Following losses and costly interceptions against Kansas State, Texas, Oklahoma State, and Baylor, Doege competed in a Red Raider victory over Minnesota in the 2012 Meineke Car Care Bowl of Texas. Doege was named the MVP for the game, throwing for 271 yards and one touchdown, and scoring one touchdown on a 4-yard run shortly before halftime. He completed a 35-yard touchdown to Eric Ward with 1:10 remaining to tie the game at 31–31, and the Red Raiders went on to win 34–31 with a last-second field goal.
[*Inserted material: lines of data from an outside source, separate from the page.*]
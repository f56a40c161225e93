//! Print layout of the current entries.
//!
//! Entries are grouped by kind and the groups follow the resume's fixed
//! section order. Within a group, entries keep their sequence order. Kinds
//! outside the known sections come last, in order of first appearance.

pub mod handlers;

use serde::Serialize;

use crate::models::entry::Entry;

const SECTION_ORDER: [&str; 10] = [
    "userInfo",
    "education",
    "skills",
    "experience",
    "project",
    "certifications",
    "publications",
    "awards",
    "volunteer",
    "references",
];

#[derive(Debug, Clone, PartialEq, Eq, Serialize)]
pub struct PreviewSection {
    pub kind: String,
    pub entries: Vec<PreviewEntry>,
}

#[derive(Debug, Clone, PartialEq, Eq, Serialize)]
pub struct PreviewEntry {
    /// Position in the session's sequence, for editing from the preview.
    pub index: usize,
    pub title: Option<String>,
    pub organization: Option<String>,
    pub dates: Option<String>,
    pub bullets: Vec<String>,
}

impl PreviewEntry {
    fn new(index: usize, entry: &Entry) -> Self {
        Self {
            index,
            title: present(entry.title.as_deref()),
            organization: present(entry.organization.as_deref()),
            dates: entry.date_range(),
            bullets: entry.bullets().into_iter().map(str::to_string).collect(),
        }
    }
}

fn present(value: Option<&str>) -> Option<String> {
    value.filter(|v| !v.trim().is_empty()).map(str::to_string)
}

fn section_rank(kind: &str) -> usize {
    SECTION_ORDER
        .iter()
        .position(|known| *known == kind)
        .unwrap_or(SECTION_ORDER.len())
}

pub fn layout(entries: &[Entry]) -> Vec<PreviewSection> {
    let mut sections: Vec<PreviewSection> = Vec::new();
    for (index, entry) in entries.iter().enumerate() {
        let kind = entry.kind.to_string();
        let item = PreviewEntry::new(index, entry);
        match sections.iter_mut().find(|s| s.kind == kind) {
            Some(section) => section.entries.push(item),
            None => sections.push(PreviewSection {
                kind,
                entries: vec![item],
            }),
        }
    }
    // Stable, so unknown kinds keep first-appearance order.
    sections.sort_by_key(|s| section_rank(&s.kind));
    sections
}
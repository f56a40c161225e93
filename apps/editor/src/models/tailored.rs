use serde::{Deserialize, Serialize};

use crate::models::entry::Entry;

/// One item of a tailoring result: the master entry next to its rewrite.
#[derive(Debug, Clone, PartialEq, Eq, Serialize, Deserialize)]
#[serde(rename_all = "camelCase")]
pub struct TailoredEntry {
    pub original: Entry,
    pub tailored: Entry,
    #[serde(default)]
    pub has_changes: bool,
}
In the final 2012 NCAA quarterback rankings, Doege finished third in passing yards with 4,205 and second in touchdown passes with 39, completing 380 of 541 passes (70.2%) on the season. With the conclusion of his college career, Doege ranks third in Texas Tech career history for passing yards (8,636), passing touchdowns (69), passing attempts (1187), and passing completions (819). Additionally, Doege became the second quarterback in Texas Tech history to pass for more than 4,000 yards in consecutive seasons, following former quarterback Graham Harrell.

After the 2012 season, Doege and teammate Cody Davis (safety) were selected to the West roster of the East-West Shrine Game, an all-star game for senior players played on January 19, 2013, at Tropicana Field in St. Petersburg, Florida.

=== Statistics ===

Season: Team; Games; Passing; Rushing
GP: GS; Record; Cmp; Att; Pct; Yds; Y/A; TD; Int; Rtg; Att; Yds; Avg; TD
2008: Texas Tech; 0; 0; —; Redshirted
2009: Texas Tech; 4; 1; 1–0; 38; 61; 62.3; 369; 6.0; 2; 0; 123.9; 11; –51; –4.6; 0
2010: Texas Tech; 2; 0; —; 3; 4; 75.0; 58; 14.5; 0; 0; 196.8; 0; 0; 0.0; 0
2011: Texas Tech; 12; 12; 5–7; 398; 581; 68.5; 4,004; 6.9; 28; 10; 138.9; 54; 46; 0.9; 4
2012: Texas Tech; 13; 13; 8–5; 380; 541; 70.2; 4,205; 7.8; 39; 16; 153.4; 48; 59; 1.2; 2
Career: 31; 26; 14–12; 819; 1,187; 69.0; 8,636; 7.3; 69; 26; 144.9; 113; 54; 0.5; 6

==Professional career==
Doege went undrafted in the 2013 NFL draft, but shortly after the draft, signed a free agent contract with the Atlanta Falcons. He was waived on August 25, 2013, but was signed to the practice squad.

In 2014, Doege was signed by the Canadian Football League's Saskatchewan Roughriders. On October 3, 2014, he made his first professional start. He appeared in four games for the Roughriders in the 2014 season; completing 14 of 31 pass attempts for 150 yards, with no touchdowns and five interceptions. He was released by the Roughriders on April 24, 2015.

==Coaching==
Following his release from the CFL, Doege was hired on as a graduate assistant for head coach Mike Jinks with Bowling Green. In 2019, he joined Jinks at USC as an offensive quality-control analyst.
In 2022, he was hired as an offensive analyst at Ole Miss, by former USC head coach Lane Kiffin.
On December 5, 2023, he was announced as offensive coordinator and quarterbacks coach at Marshall University.

==Personal life==
Doege's younger brother Jarret is a quarterback for the Hamilton Tiger-Cats.